↓
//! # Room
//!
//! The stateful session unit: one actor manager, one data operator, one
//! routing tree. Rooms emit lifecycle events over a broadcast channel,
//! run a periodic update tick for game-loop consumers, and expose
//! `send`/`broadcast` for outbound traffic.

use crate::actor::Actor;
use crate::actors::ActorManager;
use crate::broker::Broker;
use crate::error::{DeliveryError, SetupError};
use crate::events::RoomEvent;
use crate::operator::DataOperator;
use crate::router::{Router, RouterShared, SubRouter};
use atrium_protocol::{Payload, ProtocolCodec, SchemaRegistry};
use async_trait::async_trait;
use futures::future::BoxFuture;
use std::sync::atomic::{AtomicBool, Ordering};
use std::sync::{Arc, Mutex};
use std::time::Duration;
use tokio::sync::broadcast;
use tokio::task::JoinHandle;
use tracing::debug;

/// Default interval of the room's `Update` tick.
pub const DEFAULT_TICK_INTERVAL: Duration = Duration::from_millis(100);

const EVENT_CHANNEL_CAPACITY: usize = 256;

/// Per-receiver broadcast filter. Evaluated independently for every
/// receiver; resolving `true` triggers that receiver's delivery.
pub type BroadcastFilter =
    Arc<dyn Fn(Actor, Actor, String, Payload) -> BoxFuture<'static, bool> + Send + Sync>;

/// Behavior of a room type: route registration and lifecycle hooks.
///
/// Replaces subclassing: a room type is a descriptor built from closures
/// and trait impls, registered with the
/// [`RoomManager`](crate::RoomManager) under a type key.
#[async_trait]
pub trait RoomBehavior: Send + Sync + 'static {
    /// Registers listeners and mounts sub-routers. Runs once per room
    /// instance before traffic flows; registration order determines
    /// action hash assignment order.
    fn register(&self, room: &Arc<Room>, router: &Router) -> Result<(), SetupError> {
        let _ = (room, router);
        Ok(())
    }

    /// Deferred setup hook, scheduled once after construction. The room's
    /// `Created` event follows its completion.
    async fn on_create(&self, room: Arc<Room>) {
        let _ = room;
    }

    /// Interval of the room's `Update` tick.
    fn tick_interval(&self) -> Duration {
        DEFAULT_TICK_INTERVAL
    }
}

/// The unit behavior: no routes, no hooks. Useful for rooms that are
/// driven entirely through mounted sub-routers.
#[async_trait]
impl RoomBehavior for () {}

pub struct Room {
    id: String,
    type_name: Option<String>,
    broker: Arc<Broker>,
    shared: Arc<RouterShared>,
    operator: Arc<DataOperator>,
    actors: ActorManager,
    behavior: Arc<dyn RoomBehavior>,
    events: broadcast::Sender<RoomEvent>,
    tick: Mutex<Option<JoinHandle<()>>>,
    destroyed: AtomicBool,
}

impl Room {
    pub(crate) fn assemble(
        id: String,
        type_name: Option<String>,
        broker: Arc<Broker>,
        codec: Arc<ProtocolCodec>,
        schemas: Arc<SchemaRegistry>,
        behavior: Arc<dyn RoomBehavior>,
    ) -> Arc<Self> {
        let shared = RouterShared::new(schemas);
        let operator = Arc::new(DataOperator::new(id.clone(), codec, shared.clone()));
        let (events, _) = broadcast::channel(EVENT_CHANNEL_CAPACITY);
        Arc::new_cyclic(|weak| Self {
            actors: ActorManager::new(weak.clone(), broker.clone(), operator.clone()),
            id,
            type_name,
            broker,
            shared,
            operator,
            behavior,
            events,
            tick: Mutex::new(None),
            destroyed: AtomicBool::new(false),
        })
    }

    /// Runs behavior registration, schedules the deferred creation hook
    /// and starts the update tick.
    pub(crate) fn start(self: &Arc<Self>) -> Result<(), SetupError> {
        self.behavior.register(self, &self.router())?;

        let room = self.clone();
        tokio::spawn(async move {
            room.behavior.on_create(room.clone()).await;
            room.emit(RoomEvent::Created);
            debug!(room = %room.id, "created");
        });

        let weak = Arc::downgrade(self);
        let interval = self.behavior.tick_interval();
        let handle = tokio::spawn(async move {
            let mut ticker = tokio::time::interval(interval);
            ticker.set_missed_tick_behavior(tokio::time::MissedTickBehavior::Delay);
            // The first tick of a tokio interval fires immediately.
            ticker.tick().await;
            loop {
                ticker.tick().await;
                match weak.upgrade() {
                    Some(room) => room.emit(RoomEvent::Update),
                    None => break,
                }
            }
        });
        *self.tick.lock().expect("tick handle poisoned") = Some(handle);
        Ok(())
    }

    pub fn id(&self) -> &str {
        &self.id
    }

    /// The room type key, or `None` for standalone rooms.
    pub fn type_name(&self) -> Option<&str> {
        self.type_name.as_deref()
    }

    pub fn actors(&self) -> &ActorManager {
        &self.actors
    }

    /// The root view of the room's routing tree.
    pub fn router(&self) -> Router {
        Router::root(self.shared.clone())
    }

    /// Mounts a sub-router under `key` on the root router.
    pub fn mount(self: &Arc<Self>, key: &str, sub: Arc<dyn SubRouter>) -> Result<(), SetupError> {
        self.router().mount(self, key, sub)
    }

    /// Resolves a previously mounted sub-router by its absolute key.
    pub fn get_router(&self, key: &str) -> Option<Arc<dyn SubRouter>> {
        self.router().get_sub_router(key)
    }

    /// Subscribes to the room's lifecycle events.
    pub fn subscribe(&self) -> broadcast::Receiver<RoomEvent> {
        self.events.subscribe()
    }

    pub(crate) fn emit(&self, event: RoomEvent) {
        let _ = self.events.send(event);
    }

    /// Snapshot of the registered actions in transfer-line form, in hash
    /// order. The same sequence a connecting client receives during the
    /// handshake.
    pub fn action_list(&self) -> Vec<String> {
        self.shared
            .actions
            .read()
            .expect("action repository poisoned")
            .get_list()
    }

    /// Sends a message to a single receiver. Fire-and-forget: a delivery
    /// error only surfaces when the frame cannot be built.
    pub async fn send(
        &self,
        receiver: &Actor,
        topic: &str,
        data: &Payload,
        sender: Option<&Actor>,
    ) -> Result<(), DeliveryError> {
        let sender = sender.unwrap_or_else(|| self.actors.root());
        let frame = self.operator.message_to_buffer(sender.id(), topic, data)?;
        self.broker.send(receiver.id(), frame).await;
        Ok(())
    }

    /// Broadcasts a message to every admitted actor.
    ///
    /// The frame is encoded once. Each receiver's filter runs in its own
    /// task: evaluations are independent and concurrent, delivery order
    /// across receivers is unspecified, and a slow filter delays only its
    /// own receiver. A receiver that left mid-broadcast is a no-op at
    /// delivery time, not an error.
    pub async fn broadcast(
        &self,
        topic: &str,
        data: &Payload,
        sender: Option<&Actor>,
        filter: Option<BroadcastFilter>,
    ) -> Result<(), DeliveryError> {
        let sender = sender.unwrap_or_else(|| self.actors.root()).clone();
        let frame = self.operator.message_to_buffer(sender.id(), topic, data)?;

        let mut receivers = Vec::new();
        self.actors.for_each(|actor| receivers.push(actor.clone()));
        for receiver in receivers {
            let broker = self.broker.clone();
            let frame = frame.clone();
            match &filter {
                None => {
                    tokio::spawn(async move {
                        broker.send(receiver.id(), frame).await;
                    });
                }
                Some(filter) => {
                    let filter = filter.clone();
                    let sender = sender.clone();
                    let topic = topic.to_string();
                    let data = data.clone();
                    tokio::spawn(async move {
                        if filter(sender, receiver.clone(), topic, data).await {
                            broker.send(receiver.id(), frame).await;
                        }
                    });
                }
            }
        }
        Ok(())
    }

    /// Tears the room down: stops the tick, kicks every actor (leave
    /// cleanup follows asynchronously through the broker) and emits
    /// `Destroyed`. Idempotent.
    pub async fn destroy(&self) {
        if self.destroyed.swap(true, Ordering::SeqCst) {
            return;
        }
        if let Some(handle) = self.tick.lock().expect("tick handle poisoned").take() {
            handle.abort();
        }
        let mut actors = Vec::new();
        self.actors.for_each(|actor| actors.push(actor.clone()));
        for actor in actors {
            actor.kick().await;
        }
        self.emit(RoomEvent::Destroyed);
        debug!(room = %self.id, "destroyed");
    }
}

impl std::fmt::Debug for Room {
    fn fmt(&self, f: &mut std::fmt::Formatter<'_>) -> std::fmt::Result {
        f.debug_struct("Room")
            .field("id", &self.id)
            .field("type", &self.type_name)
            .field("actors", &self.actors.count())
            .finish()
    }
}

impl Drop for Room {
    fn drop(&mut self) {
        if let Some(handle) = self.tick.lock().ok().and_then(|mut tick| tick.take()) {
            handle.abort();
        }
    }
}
↑
| Exercise aim |
Search the listing above for "spawn" and copy every line that has it.

| Answer box |
        tokio::spawn(async move {
        let handle = tokio::spawn(async move {
                    tokio::spawn(async move {
                    tokio::spawn(async move {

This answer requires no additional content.